(TASK TO COMPLETE)
Repeat the first line of the listing and each line after it, exactly, through the line containing "the access token".

○ ○ ○

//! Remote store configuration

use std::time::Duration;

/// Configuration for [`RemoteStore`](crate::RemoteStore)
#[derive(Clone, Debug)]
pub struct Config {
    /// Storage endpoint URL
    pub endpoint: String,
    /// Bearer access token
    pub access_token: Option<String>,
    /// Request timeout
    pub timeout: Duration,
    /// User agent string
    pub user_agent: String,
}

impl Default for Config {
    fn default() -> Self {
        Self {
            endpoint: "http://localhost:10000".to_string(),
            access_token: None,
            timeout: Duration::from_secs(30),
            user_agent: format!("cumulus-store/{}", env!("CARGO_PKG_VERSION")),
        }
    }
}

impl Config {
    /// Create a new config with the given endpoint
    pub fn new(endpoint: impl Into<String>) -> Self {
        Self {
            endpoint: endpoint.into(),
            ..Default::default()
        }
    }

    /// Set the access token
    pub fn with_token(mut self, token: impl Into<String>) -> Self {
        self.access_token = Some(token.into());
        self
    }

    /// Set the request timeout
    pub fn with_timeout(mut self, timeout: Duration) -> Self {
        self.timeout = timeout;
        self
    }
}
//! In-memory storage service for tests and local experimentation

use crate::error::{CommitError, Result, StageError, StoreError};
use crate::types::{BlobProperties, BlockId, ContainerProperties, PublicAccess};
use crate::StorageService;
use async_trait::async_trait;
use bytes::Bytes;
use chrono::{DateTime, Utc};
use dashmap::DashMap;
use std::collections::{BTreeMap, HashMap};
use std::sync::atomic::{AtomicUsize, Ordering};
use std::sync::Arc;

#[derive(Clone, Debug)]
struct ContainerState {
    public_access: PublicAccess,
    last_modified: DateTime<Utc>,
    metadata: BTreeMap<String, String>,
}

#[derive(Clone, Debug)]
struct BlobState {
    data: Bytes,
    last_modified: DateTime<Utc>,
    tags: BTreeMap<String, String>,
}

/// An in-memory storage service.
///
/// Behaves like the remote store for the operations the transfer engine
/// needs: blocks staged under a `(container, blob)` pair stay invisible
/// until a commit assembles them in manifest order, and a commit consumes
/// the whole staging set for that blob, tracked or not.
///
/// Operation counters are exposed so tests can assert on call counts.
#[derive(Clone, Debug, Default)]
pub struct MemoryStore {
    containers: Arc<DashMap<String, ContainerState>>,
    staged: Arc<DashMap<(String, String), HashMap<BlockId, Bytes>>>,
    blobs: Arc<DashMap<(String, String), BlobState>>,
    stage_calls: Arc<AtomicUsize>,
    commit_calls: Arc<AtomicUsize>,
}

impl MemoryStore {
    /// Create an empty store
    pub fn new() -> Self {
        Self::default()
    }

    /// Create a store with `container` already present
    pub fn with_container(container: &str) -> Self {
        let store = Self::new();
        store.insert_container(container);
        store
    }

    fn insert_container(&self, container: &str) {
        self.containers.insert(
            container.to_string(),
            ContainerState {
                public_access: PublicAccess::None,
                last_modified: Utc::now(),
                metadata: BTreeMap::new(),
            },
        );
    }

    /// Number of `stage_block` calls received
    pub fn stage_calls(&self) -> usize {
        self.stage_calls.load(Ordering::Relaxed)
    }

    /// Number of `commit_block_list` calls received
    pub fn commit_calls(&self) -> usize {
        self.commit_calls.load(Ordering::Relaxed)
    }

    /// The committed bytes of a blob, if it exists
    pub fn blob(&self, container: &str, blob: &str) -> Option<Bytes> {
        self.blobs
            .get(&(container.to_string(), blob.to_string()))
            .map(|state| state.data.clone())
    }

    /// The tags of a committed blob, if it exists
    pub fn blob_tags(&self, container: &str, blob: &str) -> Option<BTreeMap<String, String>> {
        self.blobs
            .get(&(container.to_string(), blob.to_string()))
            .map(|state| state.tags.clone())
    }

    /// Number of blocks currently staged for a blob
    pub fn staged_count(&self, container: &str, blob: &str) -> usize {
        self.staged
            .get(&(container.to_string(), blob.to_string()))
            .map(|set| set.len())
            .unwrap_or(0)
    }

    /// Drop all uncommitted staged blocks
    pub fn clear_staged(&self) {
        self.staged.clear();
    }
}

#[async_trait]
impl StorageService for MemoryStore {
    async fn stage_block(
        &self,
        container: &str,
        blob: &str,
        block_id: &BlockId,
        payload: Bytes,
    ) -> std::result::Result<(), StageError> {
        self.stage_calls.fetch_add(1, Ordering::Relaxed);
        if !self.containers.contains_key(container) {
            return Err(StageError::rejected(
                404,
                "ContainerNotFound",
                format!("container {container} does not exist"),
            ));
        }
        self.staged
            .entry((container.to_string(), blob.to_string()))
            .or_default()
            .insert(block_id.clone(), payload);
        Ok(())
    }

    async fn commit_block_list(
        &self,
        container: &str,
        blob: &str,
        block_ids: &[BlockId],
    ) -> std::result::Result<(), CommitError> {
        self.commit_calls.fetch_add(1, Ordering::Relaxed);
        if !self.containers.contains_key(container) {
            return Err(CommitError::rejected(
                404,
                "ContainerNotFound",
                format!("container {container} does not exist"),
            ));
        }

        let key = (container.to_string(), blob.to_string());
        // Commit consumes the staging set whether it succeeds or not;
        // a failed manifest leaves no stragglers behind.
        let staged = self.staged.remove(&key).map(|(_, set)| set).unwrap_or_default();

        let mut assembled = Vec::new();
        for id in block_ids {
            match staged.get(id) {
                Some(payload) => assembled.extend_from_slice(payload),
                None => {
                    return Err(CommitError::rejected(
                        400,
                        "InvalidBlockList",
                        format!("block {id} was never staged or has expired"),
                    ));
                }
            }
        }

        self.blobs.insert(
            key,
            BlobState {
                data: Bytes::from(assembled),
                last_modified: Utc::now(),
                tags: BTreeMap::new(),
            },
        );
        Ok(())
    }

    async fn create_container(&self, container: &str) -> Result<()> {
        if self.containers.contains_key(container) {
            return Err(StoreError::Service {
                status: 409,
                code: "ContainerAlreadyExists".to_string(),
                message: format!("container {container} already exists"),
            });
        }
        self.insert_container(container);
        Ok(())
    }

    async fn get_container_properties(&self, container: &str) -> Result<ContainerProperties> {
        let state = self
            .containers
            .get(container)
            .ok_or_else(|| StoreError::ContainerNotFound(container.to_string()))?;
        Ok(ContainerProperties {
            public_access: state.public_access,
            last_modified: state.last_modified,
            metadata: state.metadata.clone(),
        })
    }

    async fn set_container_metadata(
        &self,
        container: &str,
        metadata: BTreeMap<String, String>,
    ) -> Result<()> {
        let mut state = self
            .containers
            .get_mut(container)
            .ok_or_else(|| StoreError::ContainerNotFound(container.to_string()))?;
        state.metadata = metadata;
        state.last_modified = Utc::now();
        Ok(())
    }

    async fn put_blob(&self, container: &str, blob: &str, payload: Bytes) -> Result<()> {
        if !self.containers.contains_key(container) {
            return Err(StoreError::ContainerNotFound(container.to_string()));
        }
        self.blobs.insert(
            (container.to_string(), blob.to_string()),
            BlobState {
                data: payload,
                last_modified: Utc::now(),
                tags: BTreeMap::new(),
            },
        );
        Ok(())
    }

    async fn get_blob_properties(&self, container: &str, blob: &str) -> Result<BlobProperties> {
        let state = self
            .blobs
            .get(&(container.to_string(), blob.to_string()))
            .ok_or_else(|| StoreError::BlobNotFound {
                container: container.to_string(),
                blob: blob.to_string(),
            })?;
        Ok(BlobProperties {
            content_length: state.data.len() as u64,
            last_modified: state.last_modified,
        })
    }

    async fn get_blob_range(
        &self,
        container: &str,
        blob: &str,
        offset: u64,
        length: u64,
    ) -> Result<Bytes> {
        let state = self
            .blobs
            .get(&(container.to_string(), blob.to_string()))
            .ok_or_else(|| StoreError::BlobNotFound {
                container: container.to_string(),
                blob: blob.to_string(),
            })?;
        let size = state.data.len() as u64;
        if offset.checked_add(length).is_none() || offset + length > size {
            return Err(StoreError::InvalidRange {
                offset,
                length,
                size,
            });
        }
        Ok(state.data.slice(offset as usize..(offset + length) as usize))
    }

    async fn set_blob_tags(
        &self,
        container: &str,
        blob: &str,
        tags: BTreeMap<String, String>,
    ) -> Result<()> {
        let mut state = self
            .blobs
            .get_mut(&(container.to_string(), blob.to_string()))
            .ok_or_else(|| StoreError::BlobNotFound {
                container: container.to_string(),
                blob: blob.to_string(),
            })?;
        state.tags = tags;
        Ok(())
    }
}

○ ○ ○

(ANSWER FOR THIS EXERCISE)
//! Remote store configuration

use std::time::Duration;

/// Configuration for [`RemoteStore`](crate::RemoteStore)
#[derive(Clone, Debug)]
pub struct Config {
    /// Storage endpoint URL
    pub endpoint: String,
    /// Bearer access token
    pub access_token: Option<String>,
    /// Request timeout
    pub timeout: Duration,
    /// User agent string
    pub user_agent: String,
}

impl Default for Config {
    fn default() -> Self {
        Self {
            endpoint: "http://localhost:10000".to_string(),
            access_token: None,
            timeout: Duration::from_secs(30),
            user_agent: format!("cumulus-store/{}", env!("CARGO_PKG_VERSION")),
        }
    }
}

impl Config {
    /// Create a new config with the given endpoint
    pub fn new(endpoint: impl Into<String>) -> Self {
        Self {
            endpoint: endpoint.into(),
            ..Default::default()
        }
    }

    /// Set the access token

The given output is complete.